Note: Wear gloves and make sure you have good ventilation when using these products.

Steps to setting up your decon station in your home, if you feel that you need one

Materials you will need:

  1. Plastic trash bags
  2. Disposable medical gloves (which you will re-use)
  3. A spray bottle of a disinfectant, or disinfectant wipes.

Steps:

  1. Chose a location. This could be your porch or garage. If you don’t have these things, chose somewhere in your house and cover an area of the floor with plastic trash bags. If you happen to have a utility sink, this could be turned into a dedicated decon station (please don’t sue me though if this ruins your sink, this is just “emergency” advice from a person with good intentions).  Always test your disinfectant on the area to make sure it is not going to destroy things.
  2. Keep these things nearby:  1) your gloves, 2) your spray bottle or wipes, 3) another trash bag into which you will immediately put all “unwrapping” trash.
  3. Everything that comes into your house should go straight to the decon station, either laid on the plastic or in your dedicated sink.  Spread your items out. Then, if you don’t yet have your gloves on, go clean your hands elsewhere with soap. When cleaning your hands, touch faucet with a tissue or dedicated cloth if it’s not the lever kind you can’t turn on with the back of your hand.
  4. Come back to your station and put on the gloves.
  5. Spray every item with disinfectant.  Use your gloved hands to then spread the disinfectant around all of your items.  Let them air dry – disinfectants require contact time to work property.
  6. Spray your gloves with disinfectant, rubbing your hands so that all surfaces of the gloves get covered, and then carefully take them off and leave them at your station.
  7. When your items are dry, you can handle them with your bare hands and put them away.

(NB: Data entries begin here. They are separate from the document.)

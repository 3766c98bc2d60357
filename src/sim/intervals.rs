//! Interval sweeps: merge overlapping and greedy scheduling

use crate::trace::{Field, Recorder, Simulation, StateFields};

fn fmt_intervals(intervals: &[(i64, i64)]) -> String {
    let body: Vec<String> = intervals
        .iter()
        .map(|(a, b)| format!("[{},{}]", a, b))
        .collect();
    format!("[{}]", body.join(", "))
}

/// Event tag for the merge sweep.
#[derive(Debug, Clone, Copy, PartialEq, Eq)]
pub enum MergeEvent {
    /// Intervals sorted by (start, end) ascending.
    Sort,
    /// Current interval overlaps (or touches) the last merged one: extend.
    Extend,
    /// Gap before the current interval: start a new merged group.
    NewGroup,
    /// Sweep complete.
    Done,
    /// Empty list.
    Degenerate,
}

/// Snapshot for one merge step.
#[derive(Debug, Clone, PartialEq)]
pub struct MergeState {
    pub event: MergeEvent,
    pub current: (i64, i64),
    pub merged: Vec<(i64, i64)>,
}

impl StateFields for MergeState {
    fn fields(&self) -> Vec<Field> {
        vec![
            Field::new("current", format!("[{},{}]", self.current.0, self.current.1)),
            Field::new("merged", fmt_intervals(&self.merged)),
        ]
    }
}

/// Merge overlapping intervals.
///
/// Sorts by (start, end) ascending and sweeps. The gap test is strict
/// (`last_end < next_start`), so touching intervals (`end == next_start`)
/// merge. The output is disjoint, ordered, and a fixed point under re-merging.
pub fn simulate_interval_merge(
    intervals: &[(i64, i64)],
) -> Simulation<MergeState, Vec<(i64, i64)>> {
    let mut rec = Recorder::new();

    if intervals.is_empty() {
        rec.push(
            "no intervals to merge",
            MergeState {
                event: MergeEvent::Degenerate,
                current: (0, 0),
                merged: Vec::new(),
            },
        );
        return rec.finish(Vec::new());
    }

    let mut sorted = intervals.to_vec();
    sorted.sort_unstable();
    rec.push(
        "sort intervals by (start, end)",
        MergeState {
            event: MergeEvent::Sort,
            current: sorted[0],
            merged: Vec::new(),
        },
    );

    let mut merged: Vec<(i64, i64)> = vec![sorted[0]];
    for &(start, end) in &sorted[1..] {
        let last = merged.last_mut().unwrap();
        if last.1 < start {
            merged.push((start, end));
            rec.push(
                format!("gap before [{},{}]: start new group", start, end),
                MergeState {
                    event: MergeEvent::NewGroup,
                    current: (start, end),
                    merged: merged.clone(),
                },
            );
        } else {
            last.1 = last.1.max(end);
            rec.push(
                format!("[{},{}] overlaps: extend group", start, end),
                MergeState {
                    event: MergeEvent::Extend,
                    current: (start, end),
                    merged: merged.clone(),
                },
            );
        }
    }

    rec.push(
        format!("sweep complete: {} merged interval(s)", merged.len()),
        MergeState {
            event: MergeEvent::Done,
            current: *merged.last().unwrap(),
            merged: merged.clone(),
        },
    );
    rec.finish(merged)
}

/// Event tag for the greedy scheduler.
#[derive(Debug, Clone, Copy, PartialEq, Eq)]
pub enum ScheduleEvent {
    /// Intervals sorted by (end, start) ascending.
    Sort,
    /// Interval starts at or after the last accepted end: accept.
    Accept,
    /// Interval overlaps the last accepted one: reject.
    Reject,
    /// Sweep complete.
    Done,
    /// Empty list.
    Degenerate,
}

/// Snapshot for one scheduling step.
#[derive(Debug, Clone, PartialEq)]
pub struct ScheduleState {
    pub event: ScheduleEvent,
    pub current: (i64, i64),
    pub last_end: i64,
    pub accepted: Vec<(i64, i64)>,
}

impl StateFields for ScheduleState {
    fn fields(&self) -> Vec<Field> {
        vec![
            Field::new("current", format!("[{},{}]", self.current.0, self.current.1)),
            Field::new("last_end", self.last_end.to_string()),
            Field::new("accepted", fmt_intervals(&self.accepted)),
        ]
    }
}

/// Earliest-finish-time interval scheduling.
///
/// Sorts by (end, start) ascending; accepts an interval exactly when its
/// start is at or after the last accepted end (so back-to-back intervals are
/// compatible). The accepted set is maximum by the classic exchange argument.
pub fn simulate_interval_schedule(
    intervals: &[(i64, i64)],
) -> Simulation<ScheduleState, Vec<(i64, i64)>> {
    let mut rec = Recorder::new();

    if intervals.is_empty() {
        rec.push(
            "no intervals to schedule",
            ScheduleState {
                event: ScheduleEvent::Degenerate,
                current: (0, 0),
                last_end: 0,
                accepted: Vec::new(),
            },
        );
        return rec.finish(Vec::new());
    }

    let mut sorted = intervals.to_vec();
    sorted.sort_unstable_by_key(|&(start, end)| (end, start));
    rec.push(
        "sort intervals by (end, start)",
        ScheduleState {
            event: ScheduleEvent::Sort,
            current: sorted[0],
            last_end: i64::MIN,
            accepted: Vec::new(),
        },
    );

    let mut accepted: Vec<(i64, i64)> = Vec::new();
    let mut last_end = i64::MIN;
    for &(start, end) in &sorted {
        if start >= last_end {
            accepted.push((start, end));
            last_end = end;
            rec.push(
                format!("[{},{}] starts after {}: accept", start, end, accepted_prev(&accepted)),
                ScheduleState {
                    event: ScheduleEvent::Accept,
                    current: (start, end),
                    last_end,
                    accepted: accepted.clone(),
                },
            );
        } else {
            rec.push(
                format!("[{},{}] overlaps the last accepted: reject", start, end),
                ScheduleState {
                    event: ScheduleEvent::Reject,
                    current: (start, end),
                    last_end,
                    accepted: accepted.clone(),
                },
            );
        }
    }

    rec.push(
        format!("sweep complete: {} interval(s) accepted", accepted.len()),
        ScheduleState {
            event: ScheduleEvent::Done,
            current: *accepted.last().unwrap_or(&(0, 0)),
            last_end,
            accepted: accepted.clone(),
        },
    );
    rec.finish(accepted)
}

fn accepted_prev(accepted: &[(i64, i64)]) -> String {
    if accepted.len() >= 2 {
        accepted[accepted.len() - 2].1.to_string()
    } else {
        "the start".to_string()
    }
}

#[cfg(test)]
mod tests {
    use super::*;

    #[test]
    fn merge_overlapping_chain() {
        let sim = simulate_interval_merge(&[(1, 3), (2, 6), (8, 10), (15, 18)]);
        assert_eq!(sim.result, vec![(1, 6), (8, 10), (15, 18)]);
    }

    #[test]
    fn merge_touching_intervals() {
        let sim = simulate_interval_merge(&[(1, 4), (4, 5)]);
        assert_eq!(sim.result, vec![(1, 5)]);
    }

    #[test]
    fn merge_is_idempotent() {
        let first = simulate_interval_merge(&[(1, 3), (2, 6), (5, 9), (11, 12)]);
        let second = simulate_interval_merge(&first.result);
        assert_eq!(second.result, first.result);
    }

    #[test]
    fn merge_contained_interval_does_not_shrink() {
        let sim = simulate_interval_merge(&[(1, 10), (2, 3)]);
        assert_eq!(sim.result, vec![(1, 10)]);
    }

    #[test]
    fn merge_empty_short_circuits() {
        let sim = simulate_interval_merge(&[]);
        assert!(sim.result.is_empty());
        assert_eq!(sim.steps.len(), 1);
    }

    #[test]
    fn schedule_takes_earliest_finishers() {
        let sim = simulate_interval_schedule(&[(1, 4), (3, 5), (0, 6), (5, 7), (8, 9)]);
        assert_eq!(sim.result, vec![(1, 4), (5, 7), (8, 9)]);
    }

    #[test]
    fn schedule_accepts_back_to_back() {
        let sim = simulate_interval_schedule(&[(1, 3), (3, 5)]);
        assert_eq!(sim.result.len(), 2);
    }

    #[test]
    fn schedule_all_overlapping_takes_one() {
        let sim = simulate_interval_schedule(&[(1, 10), (2, 9), (3, 8)]);
        assert_eq!(sim.result, vec![(3, 8)]);
    }
}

What about fruits and vegetables?

So, about those fruits and vegetables, which are delicate…. Many people are having fruits and vegetables delivered to their homes, with the checker, the shopper and maybe even a driver touching the food or the bags along the way. Washing them with water and a vegetable brush should be effective, especially if you combine this with time.

I would suggest letting them sit for 1 day, and then washing them well with water and a brush. If you really want to be safe, you can add a little soap to the wash. Or, you can put some 2% bleach solution (see above) in a large ziplock back and roll your fruits and vegetables around in it a little. You would then want to rinse them well before eating. Keep in mind there is not any science on this exact question of fruit and COVID-19, but this advice reflects my most educated guess.

Is there a safe way to get take-out from local restaurants?

Here is some advice for hot food that is delivered to your home. Cooking food kills enveloped viruses such as this one. So, the main risk comes from the food packaging, which has been handled by people but not decontaminated like the cooked food itself. If you feel that you need to take extra precautions, this is what I would recommend.

  1. Take one of your own pans/casserole dishes to a clean place near your decon station.
  2. Put your gloves on, unwrap your takeout, dump food into your own dish.
  3. Dispose of takeout containers, sanitize gloves, and remove them.
  4. Go pick up your dish with your food and re-heat it thoroughly before eating.